I am a member of The Church of Jesus Christ of Latter-day Saints (a “Mormon”). As such, I have a personal religious belief that abortion should not be used to terminate a pregnancy except in cases of rape, incest, or when the health or life of the mother is at risk.
So, here’s the problem. When you make a law, you are, by definition, saying that something is criminal, will have to be monitored by law enforcement, and will result in fines or imprisonment if it is found you did the crime. So, this fear (or “deterrence”) would keep people from committing the “crime.” The problem is, that abortion is actually a medical procedure, and the situations when it might be used are very, very complicated, and thus cannot be decided in a black and white way by a black and white law. And so we see the results.

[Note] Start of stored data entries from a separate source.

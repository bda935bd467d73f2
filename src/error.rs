use thiserror::Error;

use crate::view::NodeKey;

pub type Result<T> = std::result::Result<T, Error>;

#[derive(PartialEq, Eq, Error, Debug, Clone)]
pub enum Error {
    /// The handle refers to a drawable that has been removed from the arena.
    #[error("stale drawable node: {0:?}")]
    StaleNode(NodeKey),

    /// Reparenting would make the node its own ancestor.
    #[error("drawable {0:?} cannot be parented under itself or a descendant")]
    CyclicHierarchy(NodeKey),

    #[error("stale element handle")]
    StaleElement,

    #[error("element is not a scroll container")]
    NotScrollable,

    #[error("unknown {property} keyword: {value:?}")]
    UnknownKeyword {
        property: &'static str,
        value: String,
    },
}

impl Error {
    pub(crate) fn unknown_keyword(property: &'static str, value: &str) -> Self {
        Self::UnknownKeyword {
            property,
            value: value.to_owned(),
        }
    }
}
/// Straight-alpha sRGB color, eight bits per channel.
#[derive(Debug, Clone, Copy, PartialEq, Eq, Hash)]
pub struct Color {
    r: u8,
    g: u8,
    b: u8,
    a: u8,
}

impl Color {
    pub const TRANSPARENT: Self = Self::rgba(0, 0, 0, 0);
    pub const WHITE: Self = Self::rgb(255, 255, 255);
    pub const BLACK: Self = Self::rgb(0, 0, 0);

    pub const fn rgb(r: u8, g: u8, b: u8) -> Self {
        Self { r, g, b, a: 255 }
    }

    pub const fn rgba(r: u8, g: u8, b: u8, a: u8) -> Self {
        Self { r, g, b, a }
    }

    pub const fn to_rgba_u8(self) -> [u8; 4] {
        [self.r, self.g, self.b, self.a]
    }
}

impl Default for Color {
    fn default() -> Self {
        Self::TRANSPARENT
    }
}

#[cfg(test)]
mod tests {
    use super::*;

    #[test]
    fn transparent_is_default() {
        assert_eq!(Color::default(), Color::TRANSPARENT);
        assert_eq!(Color::default().to_rgba_u8()[3], 0);
        assert_eq!(Color::rgb(1, 2, 3).to_rgba_u8(), [1, 2, 3, 255]);
    }
}
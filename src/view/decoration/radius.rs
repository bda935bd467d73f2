use crate::style::CornerRadii;
use crate::view::node::{DirtyFlags, Graphic, RectNode};

/// Pushes one radius set onto a rounded drawable. The clip mask additionally
/// gets its stencil revision bumped, since rounding is a stencil test and not
/// a plain rectangle clip. Returns `false` for graphics that have no corners.
pub fn apply_radius(node: &mut RectNode, radii: CornerRadii<f32>) -> bool {
    let radius = radii.to_vec4();
    let flags = match node.graphic_mut() {
        Graphic::RoundedMask(mask) => {
            mask.border_radius = radius;
            mask.stencil_revision = mask.stencil_revision.wrapping_add(1);
            DirtyFlags::MATERIAL | DirtyFlags::STENCIL
        }
        Graphic::Border(border) => {
            border.border_radius = radius;
            DirtyFlags::MATERIAL
        }
        Graphic::Shadow(shadow) => {
            shadow.border_radius = radius;
            DirtyFlags::MATERIAL
        }
        Graphic::Image(_) | Graphic::None => return false,
    };
    node.mark_dirty(flags);
    true
}
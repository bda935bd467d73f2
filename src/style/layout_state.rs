use std::str::FromStr;

use crate::error::Error;

#[derive(Debug, Clone, Copy, PartialEq, Eq, Default)]
pub enum LayoutDirection {
    #[default]
    Ltr,
    Rtl,
}

impl FromStr for LayoutDirection {
    type Err = Error;

    fn from_str(s: &str) -> Result<Self, Self::Err> {
        match s.trim().to_ascii_lowercase().as_str() {
            "ltr" => Ok(Self::Ltr),
            "rtl" => Ok(Self::Rtl),
            other => Err(Error::unknown_keyword("direction", other)),
        }
    }
}

/// Border widths exactly as the layout engine hands them over: every field is
/// optional, `None` (or a non-finite value) meaning "unset".
#[derive(Debug, Clone, Copy, PartialEq, Default)]
pub struct BorderLayout {
    pub width: Option<f32>,
    pub top: Option<f32>,
    pub right: Option<f32>,
    pub bottom: Option<f32>,
    pub left: Option<f32>,
    pub start: Option<f32>,
    pub end: Option<f32>,
}

impl BorderLayout {
    pub fn uniform(width: f32) -> Self {
        Self {
            width: Some(width),
            ..Self::default()
        }
    }
}

#[derive(Debug, Clone, Copy, PartialEq)]
pub struct LayoutState {
    pub x: f32,
    pub y: f32,
    pub width: f32,
    pub height: f32,
    pub content_width: f32,
    pub content_height: f32,
    pub direction: LayoutDirection,
    pub border: BorderLayout,
}

impl LayoutState {
    pub fn new(x: f32, y: f32, width: f32, height: f32) -> Self {
        Self {
            x,
            y,
            width,
            height,
            content_width: width,
            content_height: height,
            direction: LayoutDirection::Ltr,
            border: BorderLayout::default(),
        }
    }

    pub fn with_content(mut self, content_width: f32, content_height: f32) -> Self {
        self.content_width = content_width;
        self.content_height = content_height;
        self
    }

    pub fn with_border(mut self, border: BorderLayout) -> Self {
        self.border = border;
        self
    }

    pub fn with_direction(mut self, direction: LayoutDirection) -> Self {
        self.direction = direction;
        self
    }
}

#[cfg(test)]
mod tests {
    use super::*;

    #[test]
    fn direction_keywords_parse() {
        assert_eq!("LTR".parse::<LayoutDirection>(), Ok(LayoutDirection::Ltr));
        assert_eq!(" rtl ".parse::<LayoutDirection>(), Ok(LayoutDirection::Rtl));
        assert!("sideways".parse::<LayoutDirection>().is_err());
    }

    #[test]
    fn content_defaults_to_box_size() {
        let layout = LayoutState::new(0.0, 0.0, 200.0, 120.0);
        assert_eq!(layout.content_width, 200.0);
        assert_eq!(layout.content_height, 120.0);
        let layout = layout.with_content(400.0, 420.0);
        assert_eq!((layout.content_width, layout.content_height), (400.0, 420.0));
    }
}
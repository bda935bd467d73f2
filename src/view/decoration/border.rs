use crate::style::{BorderLayout, EdgeInsets, LayoutDirection, defined};

/// Maps logical start/end widths to physical `(left, right)`.
pub fn resolve_edge(
    direction: LayoutDirection,
    start: Option<f32>,
    end: Option<f32>,
) -> (Option<f32>, Option<f32>) {
    match direction {
        LayoutDirection::Ltr => (start, end),
        LayoutDirection::Rtl => (end, start),
    }
}

/// First finite candidate, floored at zero; zero when every candidate is
/// unset.
pub fn first_defined_width(candidates: &[Option<f32>]) -> f32 {
    candidates
        .iter()
        .find_map(|candidate| defined(*candidate))
        .map_or(0.0, |width| width.max(0.0))
}

/// Per-edge border widths. Left and right prefer the bidi value, then the
/// physical side, then the uniform width; top and bottom skip the bidi step.
pub fn resolve_border_widths(border: &BorderLayout, direction: LayoutDirection) -> EdgeInsets<f32> {
    let (bidi_left, bidi_right) = resolve_edge(direction, border.start, border.end);

    let widths = EdgeInsets {
        top: first_defined_width(&[border.top, border.width]),
        right: first_defined_width(&[bidi_right, border.right, border.width]),
        bottom: first_defined_width(&[border.bottom, border.width]),
        left: first_defined_width(&[bidi_left, border.left, border.width]),
    };
    tracing::trace!(?direction, ?widths, "resolved border widths");
    widths
}
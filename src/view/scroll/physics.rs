/// Critically damped approach of `current` toward `target`.
///
/// `velocity` carries state between frames. `smooth_time` is roughly the time
/// it takes to cover most of the distance. The result never passes `target`.
pub fn smooth_damp(current: f32, target: f32, velocity: &mut f32, smooth_time: f32, dt: f32) -> f32 {
    let smooth_time = smooth_time.max(0.0001);
    let omega = 2.0 / smooth_time;
    let x = omega * dt;
    let decay = 1.0 / (1.0 + x + 0.48 * x * x + 0.235 * x * x * x);

    let change = current - target;
    let temp = (*velocity + omega * change) * dt;
    *velocity = (*velocity - omega * temp) * decay;
    let output = target + (change + temp) * decay;

    if (target - current > 0.0) == (output > target) {
        *velocity = 0.0;
        return target;
    }
    output
}

/// Resistance applied to a drag that has left the scrollable range: the
/// further past the edge, the less the content follows.
pub fn rubber_band(overstretch: f32, view_size: f32) -> f32 {
    if view_size <= 0.0 {
        return 0.0;
    }
    let magnitude = (1.0 - 1.0 / (overstretch.abs() * 0.55 / view_size + 1.0)) * view_size;
    magnitude.copysign(overstretch)
}
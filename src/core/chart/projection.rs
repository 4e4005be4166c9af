//! View-mode projections of a chart series.

use std::collections::{HashMap, HashSet};

use super::{ChartSpec, Observation, ViewMode};

/// Period used when a label carries only a metric name.
pub const DEFAULT_PERIOD: &str = "Current";

/// A label split into its metric name and period.
#[derive(Debug, Clone, PartialEq, Eq)]
pub struct LabelParts {
    pub metric: String,
    pub period: String,
}

/// Split a label on whitespace: first token is the metric, the rest (joined
/// with single spaces) is the period. A label with no tokens has metric `""`.
pub fn split_label(label: &str) -> LabelParts {
    let mut tokens = label.split_whitespace();
    let metric = tokens.next().unwrap_or("").to_string();
    let rest: Vec<&str> = tokens.collect();
    let period = if rest.is_empty() {
        DEFAULT_PERIOD.to_string()
    } else {
        rest.join(" ")
    };
    LabelParts { metric, period }
}

/// One period of a grouped series: the metrics observed at that period.
#[derive(Debug, Clone, PartialEq)]
pub struct GroupedRow {
    pub period: String,
    /// (metric, value) in metric discovery order. Metrics without an
    /// observation at this period are absent.
    pub values: Vec<(String, f64)>,
}

impl GroupedRow {
    pub fn get(&self, metric: &str) -> Option<f64> {
        self.values
            .iter()
            .find(|(m, _)| m == metric)
            .map(|(_, v)| *v)
    }
}

/// Observations grouped by period, one column per metric.
#[derive(Debug, Clone, PartialEq)]
pub struct GroupedSeries {
    /// Metric names in first-discovery order.
    pub metrics: Vec<String>,
    /// One row per distinct period, in first-appearance order.
    pub rows: Vec<GroupedRow>,
}

/// Observations rendered as proportional slices.
#[derive(Debug, Clone, PartialEq)]
pub struct PieSlices {
    pub slices: Vec<Observation>,
}

impl PieSlices {
    pub fn total(&self) -> f64 {
        self.slices.iter().map(|o| o.value).sum()
    }

    /// Share of the total per slice. `None` when the total is zero.
    pub fn proportions(&self) -> Option<Vec<f64>> {
        let total = self.total();
        if total == 0.0 {
            return None;
        }
        Some(self.slices.iter().map(|o| o.value / total).collect())
    }
}

/// One point of the trend view.
#[derive(Debug, Clone, PartialEq)]
pub struct TrendPoint {
    /// 1-based position in the input.
    pub index: usize,
    /// First whitespace token of the label.
    pub display_name: String,
    pub value: f64,
    pub full_label: String,
}

/// A chart series reshaped for one view mode.
#[derive(Debug, Clone, PartialEq)]
pub enum Projection {
    Grouped(GroupedSeries),
    Individual(PieSlices),
    Comparison(Vec<TrendPoint>),
}

impl Projection {
    pub fn view_mode(&self) -> ViewMode {
        match self {
            Projection::Grouped(_) => ViewMode::Grouped,
            Projection::Individual(_) => ViewMode::Individual,
            Projection::Comparison(_) => ViewMode::Comparison,
        }
    }
}

/// Project a chart for the given view mode. `None` when the chart has no data.
pub fn project(spec: &ChartSpec, mode: ViewMode) -> Option<Projection> {
    if spec.data.is_empty() {
        return None;
    }
    let projection = match mode {
        ViewMode::Grouped => Projection::Grouped(group_by_period(&spec.data)),
        ViewMode::Individual => Projection::Individual(PieSlices {
            slices: spec.data.clone(),
        }),
        ViewMode::Comparison => Projection::Comparison(trend_points(&spec.data)),
    };
    Some(projection)
}

fn group_by_period(data: &[Observation]) -> GroupedSeries {
    // metric -> (period, value) in insertion order
    let mut groups: Vec<(String, Vec<(String, f64)>)> = Vec::new();
    let mut group_index: HashMap<String, usize> = HashMap::new();
    let mut periods: Vec<String> = Vec::new();
    let mut seen_periods: HashSet<String> = HashSet::new();

    for obs in data {
        let LabelParts { metric, period } = split_label(&obs.label);
        if seen_periods.insert(period.clone()) {
            periods.push(period.clone());
        }
        let idx = *group_index.entry(metric.clone()).or_insert_with(|| {
            groups.push((metric, Vec::new()));
            groups.len() - 1
        });
        groups[idx].1.push((period, obs.value));
    }

    let rows = periods
        .into_iter()
        .map(|period| {
            let values = groups
                .iter()
                .filter_map(|(metric, entries)| {
                    // first observation wins when a metric repeats a period
                    entries
                        .iter()
                        .find(|(p, _)| *p == period)
                        .map(|(_, v)| (metric.clone(), *v))
                })
                .collect();
            GroupedRow { period, values }
        })
        .collect();

    GroupedSeries {
        metrics: groups.into_iter().map(|(metric, _)| metric).collect(),
        rows,
    }
}

fn trend_points(data: &[Observation]) -> Vec<TrendPoint> {
    data.iter()
        .enumerate()
        .map(|(i, obs)| TrendPoint {
            index: i + 1,
            display_name: split_label(&obs.label).metric,
            value: obs.value,
            full_label: obs.label.clone(),
        })
        .collect()
}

I can believe something is immoral and still not want it to be a crime. Mormons believe a lot of things are “immoral,” or against the rules of God, including extramarital sex, drinking alcohol, and smoking, but no one is suggesting we make laws that would make those things a crime.
Imagine trying to enforce a law that made extramarital sex a crime. What would that look like? Cameras in every bedroom, the back seats of cars, monitored by whom? Those laws would be unenforceable and arbitrary.
I believe people should make their own decisions about all these things in the privacy of their own lives, following their own moral compass. I reserve the right to try to persuade people to feel differently about their morals (thus all the missionaries with their sweet little name tags). And so I believe we should return to the rules of Roe v. Wade. And that doesn’t make me pro-abortion. It makes me believe in freedom, bodily autonomy, free agency and fairness.